What is required:
When you write out the records, keep every line exactly as it is.

[Records from a data collection]
----------

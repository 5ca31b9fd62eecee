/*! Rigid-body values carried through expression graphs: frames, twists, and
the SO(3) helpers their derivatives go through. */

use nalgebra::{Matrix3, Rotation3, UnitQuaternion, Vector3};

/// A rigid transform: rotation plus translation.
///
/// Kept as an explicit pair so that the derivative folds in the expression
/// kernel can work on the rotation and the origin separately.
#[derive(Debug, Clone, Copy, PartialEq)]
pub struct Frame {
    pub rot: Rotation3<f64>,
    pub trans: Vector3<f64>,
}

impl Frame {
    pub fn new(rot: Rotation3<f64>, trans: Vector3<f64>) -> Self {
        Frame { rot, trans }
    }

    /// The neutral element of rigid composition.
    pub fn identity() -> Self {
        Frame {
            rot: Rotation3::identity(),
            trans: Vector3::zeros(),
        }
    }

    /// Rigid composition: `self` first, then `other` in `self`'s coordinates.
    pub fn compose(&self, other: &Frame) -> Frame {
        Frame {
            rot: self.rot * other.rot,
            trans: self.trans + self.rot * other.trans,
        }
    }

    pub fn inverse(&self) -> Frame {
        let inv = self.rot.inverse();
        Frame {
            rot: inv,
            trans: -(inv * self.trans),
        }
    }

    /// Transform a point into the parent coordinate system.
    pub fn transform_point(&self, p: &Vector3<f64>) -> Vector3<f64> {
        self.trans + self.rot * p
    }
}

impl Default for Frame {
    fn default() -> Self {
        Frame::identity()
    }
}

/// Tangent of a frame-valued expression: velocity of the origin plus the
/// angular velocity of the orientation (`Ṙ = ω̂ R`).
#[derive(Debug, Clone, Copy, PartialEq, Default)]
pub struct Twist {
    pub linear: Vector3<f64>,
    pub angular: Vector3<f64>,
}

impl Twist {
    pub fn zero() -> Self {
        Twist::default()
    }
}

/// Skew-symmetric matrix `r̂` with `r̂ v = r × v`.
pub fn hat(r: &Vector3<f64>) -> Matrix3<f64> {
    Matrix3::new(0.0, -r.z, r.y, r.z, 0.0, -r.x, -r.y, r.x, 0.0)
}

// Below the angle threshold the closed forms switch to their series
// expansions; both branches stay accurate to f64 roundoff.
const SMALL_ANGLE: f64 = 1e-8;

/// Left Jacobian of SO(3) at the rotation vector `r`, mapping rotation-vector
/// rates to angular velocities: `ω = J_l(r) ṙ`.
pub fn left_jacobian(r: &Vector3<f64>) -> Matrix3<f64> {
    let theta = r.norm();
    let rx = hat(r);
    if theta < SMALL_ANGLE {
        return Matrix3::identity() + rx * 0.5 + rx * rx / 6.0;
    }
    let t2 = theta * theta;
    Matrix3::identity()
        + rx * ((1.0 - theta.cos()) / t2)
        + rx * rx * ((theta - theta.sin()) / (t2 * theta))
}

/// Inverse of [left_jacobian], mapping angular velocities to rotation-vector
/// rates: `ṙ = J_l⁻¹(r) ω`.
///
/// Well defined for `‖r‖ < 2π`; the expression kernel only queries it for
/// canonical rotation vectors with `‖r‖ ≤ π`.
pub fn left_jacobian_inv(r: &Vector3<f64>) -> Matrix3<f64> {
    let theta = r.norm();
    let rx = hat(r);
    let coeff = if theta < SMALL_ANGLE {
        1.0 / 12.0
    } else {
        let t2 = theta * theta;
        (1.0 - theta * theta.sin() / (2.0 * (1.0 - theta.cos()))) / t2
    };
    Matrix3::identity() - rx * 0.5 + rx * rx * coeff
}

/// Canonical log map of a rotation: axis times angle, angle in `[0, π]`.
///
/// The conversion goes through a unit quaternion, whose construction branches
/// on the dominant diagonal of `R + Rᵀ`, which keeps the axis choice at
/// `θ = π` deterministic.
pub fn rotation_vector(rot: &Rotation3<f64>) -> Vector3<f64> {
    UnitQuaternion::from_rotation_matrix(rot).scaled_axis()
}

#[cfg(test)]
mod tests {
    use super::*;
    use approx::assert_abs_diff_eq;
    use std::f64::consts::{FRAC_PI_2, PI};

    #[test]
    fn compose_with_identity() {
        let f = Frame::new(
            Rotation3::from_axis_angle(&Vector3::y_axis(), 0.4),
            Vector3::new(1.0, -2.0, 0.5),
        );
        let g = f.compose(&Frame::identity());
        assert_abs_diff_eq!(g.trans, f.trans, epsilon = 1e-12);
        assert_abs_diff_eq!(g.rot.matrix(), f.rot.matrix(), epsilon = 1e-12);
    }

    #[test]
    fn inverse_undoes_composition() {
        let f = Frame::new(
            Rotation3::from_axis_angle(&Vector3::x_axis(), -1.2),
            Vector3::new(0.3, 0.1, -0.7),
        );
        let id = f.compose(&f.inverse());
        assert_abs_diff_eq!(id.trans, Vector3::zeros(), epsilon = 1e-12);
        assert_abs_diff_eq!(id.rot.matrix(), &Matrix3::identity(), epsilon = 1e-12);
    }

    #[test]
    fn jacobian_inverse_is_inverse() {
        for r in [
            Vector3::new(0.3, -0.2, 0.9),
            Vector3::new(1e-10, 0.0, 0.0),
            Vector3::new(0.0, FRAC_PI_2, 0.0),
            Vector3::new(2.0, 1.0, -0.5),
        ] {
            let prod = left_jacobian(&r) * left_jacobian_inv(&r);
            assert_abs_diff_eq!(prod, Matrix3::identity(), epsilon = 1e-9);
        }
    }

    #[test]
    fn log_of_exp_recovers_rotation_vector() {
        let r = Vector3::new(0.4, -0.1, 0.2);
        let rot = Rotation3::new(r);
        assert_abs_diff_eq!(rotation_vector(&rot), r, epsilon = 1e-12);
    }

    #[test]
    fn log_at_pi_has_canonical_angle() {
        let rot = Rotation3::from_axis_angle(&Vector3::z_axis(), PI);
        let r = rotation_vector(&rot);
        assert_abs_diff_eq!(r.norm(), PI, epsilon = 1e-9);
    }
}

----------

Answer to this problem:
repository 5ca31b9fd62eecee
/*! Rigid-body values carried through expression graphs: frames, twists, and
the SO(3) helpers their derivatives go through. */

use nalgebra::{Matrix3, Rotation3, UnitQuaternion, Vector3};

/// A rigid transform: rotation plus translation.
///
/// Kept as an explicit pair so that the derivative folds in the expression
/// kernel can work on the rotation and the origin separately.
#[derive(Debug, Clone, Copy, PartialEq)]
pub struct Frame {
    pub rot: Rotation3<f64>,
    pub trans: Vector3<f64>,
}

impl Frame {
    pub fn new(rot: Rotation3<f64>, trans: Vector3<f64>) -> Self {
        Frame { rot, trans }
    }

    /// The neutral element of rigid composition.
    pub fn identity() -> Self {
        Frame {
            rot: Rotation3::identity(),
            trans: Vector3::zeros(),
        }
    }

    /// Rigid composition: `self` first, then `other` in `self`'s coordinates.
    pub fn compose(&self, other: &Frame) -> Frame {
        Frame {
            rot: self.rot * other.rot,
            trans: self.trans + self.rot * other.trans,
        }
    }

    pub fn inverse(&self) -> Frame {
        let inv = self.rot.inverse();
        Frame {
            rot: inv,
            trans: -(inv * self.trans),
        }
    }

    /// Transform a point into the parent coordinate system.
    pub fn transform_point(&self, p: &Vector3<f64>) -> Vector3<f64> {
        self.trans + self.rot * p
    }
}

impl Default for Frame {
    fn default() -> Self {
        Frame::identity()
    }
}

/// Tangent of a frame-valued expression: velocity of the origin plus the
/// angular velocity of the orientation (`Ṙ = ω̂ R`).
#[derive(Debug, Clone, Copy, PartialEq, Default)]
pub struct Twist {
    pub linear: Vector3<f64>,
    pub angular: Vector3<f64>,
}

impl Twist {
    pub fn zero() -> Self {
        Twist::default()
    }
}

/// Skew-symmetric matrix `r̂` with `r̂ v = r × v`.
pub fn hat(r: &Vector3<f64>) -> Matrix3<f64> {
    Matrix3::new(0.0, -r.z, r.y, r.z, 0.0, -r.x, -r.y, r.x, 0.0)
}

// Below the angle threshold the closed forms switch to their series
// expansions; both branches stay accurate to f64 roundoff.
const SMALL_ANGLE: f64 = 1e-8;

/// Left Jacobian of SO(3) at the rotation vector `r`, mapping rotation-vector
/// rates to angular velocities: `ω = J_l(r) ṙ`.
pub fn left_jacobian(r: &Vector3<f64>) -> Matrix3<f64> {
    let theta = r.norm();
    let rx = hat(r);
    if theta < SMALL_ANGLE {
        return Matrix3::identity() + rx * 0.5 + rx * rx / 6.0;
    }
    let t2 = theta * theta;
    Matrix3::identity()
        + rx * ((1.0 - theta.cos()) / t2)
        + rx * rx * ((theta - theta.sin()) / (t2 * theta))
}

/// Inverse of [left_jacobian], mapping angular velocities to rotation-vector
/// rates: `ṙ = J_l⁻¹(r) ω`.
///
/// Well defined for `‖r‖ < 2π`; the expression kernel only queries it for
/// canonical rotation vectors with `‖r‖ ≤ π`.
pub fn left_jacobian_inv(r: &Vector3<f64>) -> Matrix3<f64> {
    let theta = r.norm();
    let rx = hat(r);
    let coeff = if theta < SMALL_ANGLE {
        1.0 / 12.0
    } else {
        let t2 = theta * theta;
        (1.0 - theta * theta.sin() / (2.0 * (1.0 - theta.cos()))) / t2
    };
    Matrix3::identity() - rx * 0.5 + rx * rx * coeff
}

/// Canonical log map of a rotation: axis times angle, angle in `[0, π]`.
///
/// The conversion goes through a unit quaternion, whose construction branches
/// on the dominant diagonal of `R + Rᵀ`, which keeps the axis choice at
/// `θ = π` deterministic.
pub fn rotation_vector(rot: &Rotation3<f64>) -> Vector3<f64> {
    UnitQuaternion::from_rotation_matrix(rot).scaled_axis()
}

#[cfg(test)]
mod tests {
    use super::*;
    use approx::assert_abs_diff_eq;
    use std::f64::consts::{FRAC_PI_2, PI};

    #[test]
    fn compose_with_identity() {
        let f = Frame::new(
            Rotation3::from_axis_angle(&Vector3::y_axis(), 0.4),
            Vector3::new(1.0, -2.0, 0.5),
        );
        let g = f.compose(&Frame::identity());
        assert_abs_diff_eq!(g.trans, f.trans, epsilon = 1e-12);
        assert_abs_diff_eq!(g.rot.matrix(), f.rot.matrix(), epsilon = 1e-12);
    }

    #[test]
    fn inverse_undoes_composition() {
        let f = Frame::new(
            Rotation3::from_axis_angle(&Vector3::x_axis(), -1.2),
            Vector3::new(0.3, 0.1, -0.7),
        );
        let id = f.compose(&f.inverse());
        assert_abs_diff_eq!(id.trans, Vector3::zeros(), epsilon = 1e-12);
        assert_abs_diff_eq!(id.rot.matrix(), &Matrix3::identity(), epsilon = 1e-12);
    }

    #[test]
    fn jacobian_inverse_is_inverse() {
        for r in [
            Vector3::new(0.3, -0.2, 0.9),
            Vector3::new(1e-10, 0.0, 0.0),
            Vector3::new(0.0, FRAC_PI_2, 0.0),
            Vector3::new(2.0, 1.0, -0.5),
        ] {
            let prod = left_jacobian(&r) * left_jacobian_inv(&r);
            assert_abs_diff_eq!(prod, Matrix3::identity(), epsilon = 1e-9);
        }
    }

    #[test]
    fn log_of_exp_recovers_rotation_vector() {
        let r = Vector3::new(0.4, -0.1, 0.2);
        let rot = Rotation3::new(r);
        assert_abs_diff_eq!(rotation_vector(&rot), r, epsilon = 1e-12);
    }

    #[test]
    fn log_at_pi_has_canonical_angle() {
        let rot = Rotation3::from_axis_angle(&Vector3::z_axis(), PI);
        let r = rotation_vector(&rot);
        assert_abs_diff_eq!(r.norm(), PI, epsilon = 1e-9);
    }
}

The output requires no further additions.